● **SOURCE INFORMATION**
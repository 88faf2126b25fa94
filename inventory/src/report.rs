//! Inventory report
//!
//! Serializable snapshot of the stock on a given day, for printing.

use chrono::NaiveDate;
use serde::{Deserialize, Serialize};

use crate::inventory::Inventory;
use crate::item::{Category, Item};

/// Report schema version
pub const REPORT_VERSION: u8 = 1;

#[derive(Debug, Clone, PartialEq, Eq, Serialize, Deserialize)]
pub struct InventoryReport {
    pub version: u8,
    pub day: u64,
    pub date: NaiveDate,
    pub items: Vec<ReportedItem>,
}

#[derive(Debug, Clone, PartialEq, Eq, Serialize, Deserialize)]
pub struct ReportedItem {
    pub name: String,
    pub sell_in: i32,
    pub quality: i32,
    pub category: Category,
}

impl From<&Item> for ReportedItem {
    fn from(item: &Item) -> Self {
        Self {
            name: item.name.clone(),
            sell_in: item.sell_in,
            quality: item.quality,
            category: item.category(),
        }
    }
}

impl InventoryReport {
    pub fn to_json(&self) -> serde_json::Result<String> {
        serde_json::to_string_pretty(self)
    }
}

impl Inventory {
    pub fn report(&self) -> InventoryReport {
        InventoryReport {
            version: REPORT_VERSION,
            day: self.calendar().tick,
            date: self.calendar().date,
            items: self.items().iter().map(ReportedItem::from).collect(),
        }
    }
}
//! Gilded Rose driver
//!
//! Runs the standard inventory for the configured number of days and prints
//! the resulting report. Optionally benchmarks a large random inventory.

use inventory::catalog::{random_stock, standard_inventory};
use inventory::{Calendar, Inventory, SimulationConfig};
use rand::rngs::StdRng;
use rand::SeedableRng;
use tracing::{info, Level};
use tracing_subscriber::FmtSubscriber;

fn main() -> anyhow::Result<()> {
    // Logs go to stderr so stdout carries only the report
    let subscriber = FmtSubscriber::builder()
        .with_max_level(Level::INFO)
        .with_writer(std::io::stderr)
        .finish();
    tracing::subscriber::set_global_default(subscriber)?;

    let config = SimulationConfig::from_env()?;
    info!(
        days = config.days,
        start = %config.start_date,
        "Gilded Rose inventory starting..."
    );

    let mut inventory =
        Inventory::with_calendar(standard_inventory(), Calendar::new(config.start_date));
    if let Some(last) = inventory.tick_many(config.days) {
        info!(
            "Day {} ({}): {} expired, {} worthless",
            last.day, last.date, last.expired, last.worthless
        );
    }
    println!("{}", inventory.report().to_json()?);

    if config.benchmark_items > 0 {
        run_benchmark(&config);
    }

    Ok(())
}

fn run_benchmark(config: &SimulationConfig) {
    let mut rng = StdRng::seed_from_u64(config.seed);
    info!("Seeding {} benchmark items...", config.benchmark_items);
    let mut inventory = Inventory::with_calendar(
        random_stock(&mut rng, config.benchmark_items),
        Calendar::new(config.start_date),
    );

    let ticks = config.days.max(1);
    info!("Running benchmark ({} ticks)...", ticks);
    let start = std::time::Instant::now();
    for _ in 0..ticks {
        inventory.tick_parallel();
    }
    let elapsed = start.elapsed();

    info!(
        "Benchmark complete: {:?} total, {:?} per tick, {} items",
        elapsed,
        elapsed / ticks,
        inventory.len()
    );
}
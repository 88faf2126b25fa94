//! Aged Rule - aged items gain quality as they get older

use crate::item::{clamp_quality, Item};
use crate::rules::is_expired;

/// Daily quality gain. Doubles once the sell-by date has passed.
pub fn aged_appreciation(sell_in: i32) -> i32 {
    if is_expired(sell_in) {
        2
    } else {
        1
    }
}

pub fn aged_rule(item: &Item) -> Item {
    item.with_values(
        item.sell_in.saturating_sub(1),
        clamp_quality(item.quality.saturating_add(aged_appreciation(item.sell_in))),
    )
}
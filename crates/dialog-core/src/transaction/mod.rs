//! RFC 3261 transaction layer.
//!
//! A transaction is one request plus every response and retransmission
//! that shares its Via branch. Each transaction runs as its own task
//! ([`runner::run_transaction_loop`]) fed by a command channel, so
//! message arrivals and timer firings for one branch are handled strictly
//! one after another. The kind-specific behaviour lives in a
//! [`TransactionLogic`](logic::TransactionLogic) implementation:
//!
//! - [`client::invite`]: Calling → Proceeding → Completed | Accepted
//! - [`client::non_invite`]: Trying → Proceeding → Completed
//! - [`server::invite`]: Proceeding → Completed → Confirmed, or → Accepted
//! - [`server::non_invite`]: Trying → Proceeding → Completed
//!
//! The [`TransactionManager`] owns every live transaction, routes transport
//! messages to them and reports [`TransactionEvent`]s to its user.

pub mod client;
pub mod data;
pub mod error;
pub mod event;
pub mod key;
pub mod logic;
pub mod manager;
pub mod runner;
pub mod server;
pub mod state;
pub mod timer;
pub mod utils;

use std::sync::Arc;

use serde::{Deserialize, Serialize};
use sipwire_sip_core::{Message, Method};
use tokio::sync::mpsc;
use tokio::task::JoinHandle;

pub use data::TransactionData;
pub use error::{Error, Result};
pub use event::TransactionEvent;
pub use key::TransactionKey;
pub use manager::TransactionManager;
pub use state::{AtomicTransactionState, TransactionState};
pub use timer::{TimerSettings, TimerType};

/// The four transaction state machines.
#[derive(Debug, Clone, Copy, PartialEq, Eq, Hash, Serialize, Deserialize)]
pub enum TransactionKind {
    InviteClient,
    NonInviteClient,
    InviteServer,
    NonInviteServer,
}

impl TransactionKind {
    pub fn for_method(method: &Method, is_server: bool) -> Self {
        match (method == &Method::Invite, is_server) {
            (true, false) => TransactionKind::InviteClient,
            (false, false) => TransactionKind::NonInviteClient,
            (true, true) => TransactionKind::InviteServer,
            (false, true) => TransactionKind::NonInviteServer,
        }
    }

    pub fn is_server(&self) -> bool {
        matches!(self, TransactionKind::InviteServer | TransactionKind::NonInviteServer)
    }
}

/// Commands a transaction's event loop consumes.
#[derive(Debug)]
pub enum InternalTransactionCommand {
    TransitionTo(TransactionState),
    /// A message from the wire, or one the transaction user hands down
    /// (a response on the server side, a 2xx ACK on the client side)
    ProcessMessage(Message),
    Timer(TimerType),
    Terminate,
}

/// Spawn the event loop for `data`, picking the logic from its kind.
pub(crate) fn spawn_transaction_loop(
    data: Arc<TransactionData>,
    cmd_rx: mpsc::Receiver<InternalTransactionCommand>,
) -> JoinHandle<()> {
    match data.kind {
        TransactionKind::InviteClient => tokio::spawn(runner::run_transaction_loop::<_, client::invite::ClientInviteTimerHandles, _>(
            data,
            Arc::new(client::invite::ClientInviteLogic),
            cmd_rx,
        )),
        TransactionKind::NonInviteClient => tokio::spawn(runner::run_transaction_loop::<_, client::non_invite::ClientNonInviteTimerHandles, _>(
            data,
            Arc::new(client::non_invite::ClientNonInviteLogic),
            cmd_rx,
        )),
        TransactionKind::InviteServer => tokio::spawn(runner::run_transaction_loop::<_, server::invite::ServerInviteTimerHandles, _>(
            data,
            Arc::new(server::invite::ServerInviteLogic),
            cmd_rx,
        )),
        TransactionKind::NonInviteServer => tokio::spawn(runner::run_transaction_loop::<_, server::non_invite::ServerNonInviteTimerHandles, _>(
            data,
            Arc::new(server::non_invite::ServerNonInviteLogic),
            cmd_rx,
        )),
    }
}
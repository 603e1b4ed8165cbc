use std::fmt;
use std::str::FromStr;

use serde::{Deserialize, Serialize};

use crate::error::{Error, Result};
use crate::parser::chars::is_token_char;

/// SIP request methods. Methods are case-sensitive on the wire; anything
/// that is a valid token but not a known method is kept as an extension.
#[derive(Debug, Clone, PartialEq, Eq, Hash, Serialize, Deserialize)]
pub enum Method {
    Invite,
    Ack,
    Bye,
    Cancel,
    Options,
    Register,
    Subscribe,
    Notify,
    Refer,
    Info,
    Update,
    Prack,
    Message,
    Publish,
    Extension(String),
}

impl Method {
    pub fn as_str(&self) -> &str {
        match self {
            Method::Invite => "INVITE",
            Method::Ack => "ACK",
            Method::Bye => "BYE",
            Method::Cancel => "CANCEL",
            Method::Options => "OPTIONS",
            Method::Register => "REGISTER",
            Method::Subscribe => "SUBSCRIBE",
            Method::Notify => "NOTIFY",
            Method::Refer => "REFER",
            Method::Info => "INFO",
            Method::Update => "UPDATE",
            Method::Prack => "PRACK",
            Method::Message => "MESSAGE",
            Method::Publish => "PUBLISH",
            Method::Extension(name) => name,
        }
    }

    /// Methods that create a dialog when answered with a to-tag.
    pub fn creates_dialog(&self) -> bool {
        matches!(self, Method::Invite | Method::Subscribe | Method::Refer)
    }

    /// Methods whose 2xx replaces the dialog's remote target.
    pub fn is_target_refresh(&self) -> bool {
        matches!(
            self,
            Method::Invite | Method::Update | Method::Subscribe | Method::Notify | Method::Refer
        )
    }
}

impl fmt::Display for Method {
    fn fmt(&self, f: &mut fmt::Formatter<'_>) -> fmt::Result {
        f.write_str(self.as_str())
    }
}

impl FromStr for Method {
    type Err = Error;

    fn from_str(s: &str) -> Result<Self> {
        Ok(match s {
            "INVITE" => Method::Invite,
            "ACK" => Method::Ack,
            "BYE" => Method::Bye,
            "CANCEL" => Method::Cancel,
            "OPTIONS" => Method::Options,
            "REGISTER" => Method::Register,
            "SUBSCRIBE" => Method::Subscribe,
            "NOTIFY" => Method::Notify,
            "REFER" => Method::Refer,
            "INFO" => Method::Info,
            "UPDATE" => Method::Update,
            "PRACK" => Method::Prack,
            "MESSAGE" => Method::Message,
            "PUBLISH" => Method::Publish,
            other if !other.is_empty() && other.bytes().all(is_token_char) => {
                Method::Extension(other.to_string())
            }
            other => return Err(Error::InvalidMethod(other.to_string())),
        })
    }
}
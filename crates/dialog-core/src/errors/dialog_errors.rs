use thiserror::Error;

use crate::dialog::{DialogId, DialogState};

/// Result type for dialog operations
pub type DialogResult<T> = std::result::Result<T, DialogError>;

/// Errors raised by the dialog layer.
#[derive(Error, Debug)]
pub enum DialogError {
    /// A request or response that breaks the dialog rules, such as an
    /// in-dialog request whose CSeq went backwards
    #[error("Protocol violation: {0}")]
    ProtocolViolation(String),

    /// A dialog needs both tags
    #[error("Missing {0} tag")]
    MissingTag(&'static str),

    #[error("Dialog not found: {0}")]
    DialogNotFound(DialogId),

    #[error("Operation not allowed in {state} dialog {id}")]
    InvalidState { id: DialogId, state: DialogState },

    /// The local CSeq reached 2**31 - 1
    #[error("Local CSeq space exhausted in dialog {0}")]
    SequenceExhausted(DialogId),

    /// The next hop is not an IP literal; resolving names is up to the
    /// application
    #[error("No destination for {0}")]
    NoDestination(String),

    #[error("Transaction error: {0}")]
    Transaction(#[from] crate::transaction::Error),

    #[error("Transport error: {0}")]
    Transport(#[from] sipwire_sip_transport::Error),

    #[error("SIP error: {0}")]
    Core(#[from] sipwire_sip_core::Error),
}

impl DialogError {
    pub fn protocol_error(message: impl Into<String>) -> Self {
        DialogError::ProtocolViolation(message.into())
    }

    pub fn is_protocol_violation(&self) -> bool {
        matches!(self, DialogError::ProtocolViolation(_))
    }
}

● **PROBLEM DESCRIPTION**
In the listing above, locate each line with "NonInviteClient" and copy it.

● **EXPECTED ANSWER**
    NonInviteClient,
            (false, false) => TransactionKind::NonInviteClient,
        TransactionKind::NonInviteClient => tokio::spawn(runner::run_transaction_loop::<_, client::non_invite::ClientNonInviteTimerHandles, _>(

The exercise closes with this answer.